## [GOAL OF THE EXERCISE]
What is the number of lines in these entries that include "Specifies"? Write that number and no other text.

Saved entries

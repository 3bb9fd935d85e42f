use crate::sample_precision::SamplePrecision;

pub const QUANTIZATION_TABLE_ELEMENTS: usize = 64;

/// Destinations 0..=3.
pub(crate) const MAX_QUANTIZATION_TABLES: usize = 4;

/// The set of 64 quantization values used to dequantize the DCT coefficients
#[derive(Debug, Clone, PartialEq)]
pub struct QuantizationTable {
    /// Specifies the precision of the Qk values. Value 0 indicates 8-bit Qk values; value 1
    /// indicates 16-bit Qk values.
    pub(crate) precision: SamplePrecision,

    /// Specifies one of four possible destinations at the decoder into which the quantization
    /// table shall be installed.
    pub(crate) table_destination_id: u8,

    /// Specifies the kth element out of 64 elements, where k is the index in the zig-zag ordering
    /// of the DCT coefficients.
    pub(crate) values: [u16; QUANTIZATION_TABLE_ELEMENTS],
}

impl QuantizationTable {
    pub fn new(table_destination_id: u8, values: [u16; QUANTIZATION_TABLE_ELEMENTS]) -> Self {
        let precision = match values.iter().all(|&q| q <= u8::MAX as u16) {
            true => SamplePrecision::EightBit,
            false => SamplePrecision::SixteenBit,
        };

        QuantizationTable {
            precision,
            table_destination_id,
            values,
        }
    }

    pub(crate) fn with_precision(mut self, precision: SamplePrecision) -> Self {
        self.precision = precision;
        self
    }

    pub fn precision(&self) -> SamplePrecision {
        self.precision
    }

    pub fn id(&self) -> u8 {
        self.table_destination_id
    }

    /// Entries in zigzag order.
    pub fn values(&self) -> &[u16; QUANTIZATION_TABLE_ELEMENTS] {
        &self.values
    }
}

## [THE ANSWER]
3